Ma prima di concludere questa mia pubblica confessione, voglio che tu sappia un’altra cosa, a proposito della lettera al veleno pubblicata con la firma di Silvana Pirazzi, che tu citavi nella tua lamentazione. L’ho scritta io, quella lettera. All’inizio firmai con il mio nome e cognome ma poi, preso da un accesso di vigliaccheria, cominciai a modificare la mia firma. Per il nome non c’erano problemi, mi bastò aggiungere una gambetta alla fine, togliendola alla R del cognome, che così diventò una P; poi lasciai le due zeta al loro posto, misi una ‘i’ di qua, tolsi una ‘o’ di là, alla fine una bella sbianchettata… et voilà! Il gioco era fatto! “Se questo è un peccato, anche questo confesso”, direbbe Terenzio (Andria, Atto I).
Adesso che conosci tutta la verità mi sento alleggerito.
Mi perdonerai? Da te non mi aspetto di certo un Ego te absolvo, ma, conoscendoti, un “Ego”, te absolvo!

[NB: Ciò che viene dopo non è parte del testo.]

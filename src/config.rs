use serde::Deserialize;
use std::path::{Path, PathBuf};
use std::time::Duration;

/// Top-level configuration loaded from warden.toml.
#[derive(Debug, Clone, Default, Deserialize)]
#[serde(default)]
pub struct WardenConfig {
    pub worker: WorkerConfig,
    pub storage: StorageConfig,
    pub timing: TimingConfig,
    pub monitor: MonitorConfig,
    pub schedule: ScheduleConfig,
    pub serve: ServeConfig,
    pub keep_alive: KeepAliveConfig,
}

#[derive(Debug, Clone, Deserialize)]
#[serde(default)]
pub struct WorkerConfig {
    pub command: String,
    pub args: Vec<String>,
    pub working_dir: Option<PathBuf>,
    pub manifest: PathBuf,
    pub install_command: Vec<String>,
}

#[derive(Debug, Clone, Deserialize)]
#[serde(default)]
pub struct StorageConfig {
    pub data_dir: PathBuf,
}

#[derive(Debug, Clone, Deserialize)]
#[serde(default)]
pub struct TimingConfig {
    pub settle_secs: u64,
    pub grace_secs: u64,
    pub kill_wait_secs: u64,
    pub restart_pause_secs: u64,
    pub probe_interval_ms: u64,
}

#[derive(Debug, Clone, Deserialize)]
#[serde(default)]
pub struct MonitorConfig {
    pub poll_interval_secs: u64,
    pub max_restarts: u32,
    pub restart_delay_secs: u64,
}

#[derive(Debug, Clone, Deserialize)]
#[serde(default)]
pub struct ScheduleConfig {
    pub interval_minutes: u32,
}

#[derive(Debug, Clone, Deserialize)]
#[serde(default)]
pub struct ServeConfig {
    pub bind: String,
    pub port: u16,
}

#[derive(Debug, Clone, Deserialize)]
#[serde(default)]
pub struct KeepAliveConfig {
    pub url: String,
    pub interval_secs: u64,
    pub timeout_secs: u64,
    pub stats_every: u64,
}

// --- Default implementations ---

impl Default for WorkerConfig {
    fn default() -> Self {
        Self {
            command: "./bot.py".to_string(),
            args: Vec::new(),
            working_dir: None,
            manifest: PathBuf::from("requirements.txt"),
            install_command: vec![
                "pip".to_string(),
                "install".to_string(),
                "-q".to_string(),
                "-r".to_string(),
                "{manifest}".to_string(),
            ],
        }
    }
}

impl Default for StorageConfig {
    fn default() -> Self {
        Self {
            data_dir: PathBuf::from(".warden"),
        }
    }
}

impl Default for TimingConfig {
    fn default() -> Self {
        Self {
            settle_secs: 3,
            grace_secs: 5,
            kill_wait_secs: 2,
            restart_pause_secs: 2,
            probe_interval_ms: 100,
        }
    }
}

impl Default for MonitorConfig {
    fn default() -> Self {
        Self {
            poll_interval_secs: 30,
            max_restarts: 5,
            restart_delay_secs: 10,
        }
    }
}

impl Default for ScheduleConfig {
    fn default() -> Self {
        Self {
            interval_minutes: 5,
        }
    }
}

impl Default for ServeConfig {
    fn default() -> Self {
        Self {
            bind: "127.0.0.1".to_string(),
            port: 8080,
        }
    }
}

impl Default for KeepAliveConfig {
    fn default() -> Self {
        Self {
            url: "http://127.0.0.1:8080/health".to_string(),
            interval_secs: 300,
            timeout_secs: 10,
            stats_every: 10,
        }
    }
}

/// Fixed waits used by the process controller, resolved from `[timing]`.
#[derive(Debug, Clone, Copy, PartialEq, Eq)]
pub struct Timings {
    /// How long a fresh worker must stay alive before start succeeds.
    pub settle: Duration,
    /// How long to wait after SIGTERM before escalating to SIGKILL.
    pub grace: Duration,
    /// Upper bound on waiting for the kernel to reap a SIGKILLed worker.
    pub kill_wait: Duration,
    /// Pause between stop and start during a restart.
    pub restart_pause: Duration,
    /// Granularity of liveness probes inside the waits above.
    pub probe_interval: Duration,
}

impl From<&TimingConfig> for Timings {
    fn from(config: &TimingConfig) -> Self {
        Self {
            settle: Duration::from_secs(config.settle_secs),
            grace: Duration::from_secs(config.grace_secs),
            kill_wait: Duration::from_secs(config.kill_wait_secs),
            restart_pause: Duration::from_secs(config.restart_pause_secs),
            probe_interval: Duration::from_millis(config.probe_interval_ms.max(1)),
        }
    }
}

/// Errors from loading the config file.
#[derive(Debug)]
pub enum ConfigError {
    Read {
        path: PathBuf,
        source: std::io::Error,
    },
    Parse {
        path: PathBuf,
        source: toml::de::Error,
    },
}

impl std::fmt::Display for ConfigError {
    fn fmt(&self, f: &mut std::fmt::Formatter<'_>) -> std::fmt::Result {
        match self {
            ConfigError::Read { path, source } => {
                write!(f, "failed to read config {}: {source}", path.display())
            }
            ConfigError::Parse { path, source } => {
                write!(f, "failed to parse config {}: {source}", path.display())
            }
        }
    }
}

impl std::error::Error for ConfigError {
    fn source(&self) -> Option<&(dyn std::error::Error + 'static)> {
        match self {
            ConfigError::Read { source, .. } => Some(source),
            ConfigError::Parse { source, .. } => Some(source),
        }
    }
}

impl WardenConfig {
    /// Make every relative path absolute against `root`.
    ///
    /// The worker runs in `root` unless `working_dir` says otherwise, and a
    /// relative worker path is taken from the working directory.
    pub fn anchor(&mut self, root: &Path) {
        if self.storage.data_dir.is_relative() {
            self.storage.data_dir = root.join(&self.storage.data_dir);
        }

        let working_dir = match self.worker.working_dir.take() {
            Some(dir) if dir.is_relative() => root.join(dir),
            Some(dir) => dir,
            None => root.to_path_buf(),
        };
        if self.worker.command.contains('/') && Path::new(&self.worker.command).is_relative() {
            self.worker.command = working_dir
                .join(&self.worker.command)
                .to_string_lossy()
                .into_owned();
        }
        if self.worker.manifest.is_relative() {
            self.worker.manifest = working_dir.join(&self.worker.manifest);
        }
        self.worker.working_dir = Some(working_dir);
    }
}

/// Directory that relative paths in the config file at `path` refer to.
///
/// That is the file's own directory, or the project directory above it when
/// the file sits inside a `.warden` data directory.
pub fn project_root(path: &Path) -> PathBuf {
    let path = std::path::absolute(path).unwrap_or_else(|_| path.to_path_buf());
    let dir = path.parent().unwrap_or(Path::new("/"));
    match dir.file_name() {
        Some(name) if name == ".warden" => dir.parent().unwrap_or(dir).to_path_buf(),
        _ => dir.to_path_buf(),
    }
}

/// Load config from `path`, with relative paths anchored at its project root.
/// A missing file yields the defaults, anchored the same way.
///
/// Anchoring keeps a `warden monitor` started by cron (whose working
/// directory is `$HOME`) on the same marker and worker as one started by hand.
pub fn load_config(path: &Path) -> Result<WardenConfig, ConfigError> {
    let mut config: WardenConfig = match std::fs::read_to_string(path) {
        Ok(contents) => toml::from_str(&contents).map_err(|e| ConfigError::Parse {
            path: path.to_path_buf(),
            source: e,
        })?,
        Err(e) if e.kind() == std::io::ErrorKind::NotFound => {
            tracing::debug!(path = %path.display(), "config file not found, using defaults");
            WardenConfig::default()
        }
        Err(e) => {
            return Err(ConfigError::Read {
                path: path.to_path_buf(),
                source: e,
            })
        }
    };
    config.anchor(&project_root(path));
    Ok(config)
}

#[cfg(test)]
mod tests {
    use super::*;

    #[test]
    fn test_defaults() {
        let config = WardenConfig::default();
        assert_eq!(config.timing.settle_secs, 3);
        assert_eq!(config.timing.grace_secs, 5);
        assert_eq!(config.monitor.max_restarts, 5);
        assert_eq!(config.storage.data_dir, PathBuf::from(".warden"));
        assert_eq!(config.serve.port, 8080);
        assert_eq!(config.keep_alive.interval_secs, 300);
        assert_eq!(config.keep_alive.timeout_secs, 10);
    }

    #[test]
    fn test_partial_config_keeps_defaults() {
        let config: WardenConfig = toml::from_str(
            r#"
[worker]
command = "/usr/bin/python3"
args = ["bot.py"]

[monitor]
max_restarts = 3
"#,
        )
        .unwrap();
        assert_eq!(config.worker.command, "/usr/bin/python3");
        assert_eq!(config.worker.args, vec!["bot.py"]);
        assert_eq!(config.worker.manifest, PathBuf::from("requirements.txt"));
        assert_eq!(config.monitor.max_restarts, 3);
        assert_eq!(config.monitor.poll_interval_secs, 30);
        assert_eq!(config.timing.grace_secs, 5);
    }

    #[test]
    fn test_timings_from_config() {
        let timing = TimingConfig {
            settle_secs: 1,
            grace_secs: 4,
            kill_wait_secs: 2,
            restart_pause_secs: 0,
            probe_interval_ms: 0,
        };
        let t = Timings::from(&timing);
        assert_eq!(t.settle, Duration::from_secs(1));
        assert_eq!(t.grace, Duration::from_secs(4));
        assert_eq!(t.restart_pause, Duration::ZERO);
        // A zero probe interval would spin
        assert_eq!(t.probe_interval, Duration::from_millis(1));
    }

    #[test]
    fn test_load_missing_file_uses_defaults() {
        let dir = tempfile::tempdir().unwrap();
        let config = load_config(&dir.path().join("nope.toml")).unwrap();
        assert_eq!(config.monitor.max_restarts, 5);
        assert_eq!(config.storage.data_dir, dir.path().join(".warden"));
        assert_eq!(
            config.worker.command,
            dir.path().join("./bot.py").to_string_lossy()
        );
    }

    #[test]
    fn test_relative_paths_follow_config_file_not_cwd() {
        let project = tempfile::tempdir().unwrap();
        let path = project.path().join("warden.toml");
        std::fs::write(&path, "[worker]\ncommand = \"./bot.py\"\n").unwrap();

        // Same result whatever directory the caller runs from
        let config = load_config(&path).unwrap();
        assert_eq!(config.storage.data_dir, project.path().join(".warden"));
        assert_eq!(config.worker.working_dir.as_deref(), Some(project.path()));
        assert_eq!(
            PathBuf::from(&config.worker.command),
            project.path().join("./bot.py")
        );
        assert_eq!(
            config.worker.manifest,
            project.path().join("requirements.txt")
        );
    }

    #[test]
    fn test_config_inside_data_dir_anchors_at_project() {
        let project = tempfile::tempdir().unwrap();
        std::fs::create_dir(project.path().join(".warden")).unwrap();
        let path = project.path().join(".warden/config.toml");
        std::fs::write(&path, "").unwrap();

        assert_eq!(project_root(&path), project.path());
        let config = load_config(&path).unwrap();
        assert_eq!(config.storage.data_dir, project.path().join(".warden"));
    }

    #[test]
    fn test_anchor_keeps_absolute_and_bare_paths() {
        let mut config: WardenConfig = toml::from_str(
            r#"
[worker]
command = "python3"
working_dir = "bot"
manifest = "/etc/bot/requirements.txt"

[storage]
data_dir = "/var/lib/warden"
"#,
        )
        .unwrap();
        config.anchor(Path::new("/srv/project"));

        assert_eq!(config.worker.command, "python3");
        assert_eq!(
            config.worker.working_dir,
            Some(PathBuf::from("/srv/project/bot"))
        );
        assert_eq!(
            config.worker.manifest,
            PathBuf::from("/etc/bot/requirements.txt")
        );
        assert_eq!(config.storage.data_dir, PathBuf::from("/var/lib/warden"));
    }

    #[test]
    fn test_load_malformed_file_errors() {
        let dir = tempfile::tempdir().unwrap();
        let path = dir.path().join("warden.toml");
        std::fs::write(&path, "[monitor\nmax_restarts = ").unwrap();
        let err = load_config(&path).unwrap_err();
        assert!(matches!(err, ConfigError::Parse { .. }));
        assert!(err.to_string().contains("failed to parse config"));
    }
}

Se però, dopo tutto quello che ti ho scritto, meditassi qualche vendetta, sappi che ci ha già pensato la Fornero. Infatti, quest’anno ho raggiunto quella fatidica “quota cento” che mi avrebbe consentito di andare in pensione dopo 40 anni di servizio. Invece la signora Fornero mi ha fatto sapere, con garbo, che la mia pensione la vedrò, salvo nuovi ritocchi, fra tre anni! Quale vendetta potrebbe essere peggiore? La Fornero abita poco lontano dalla tua Biella. Che ci sia il tuo zampino, o sulfureo Lista?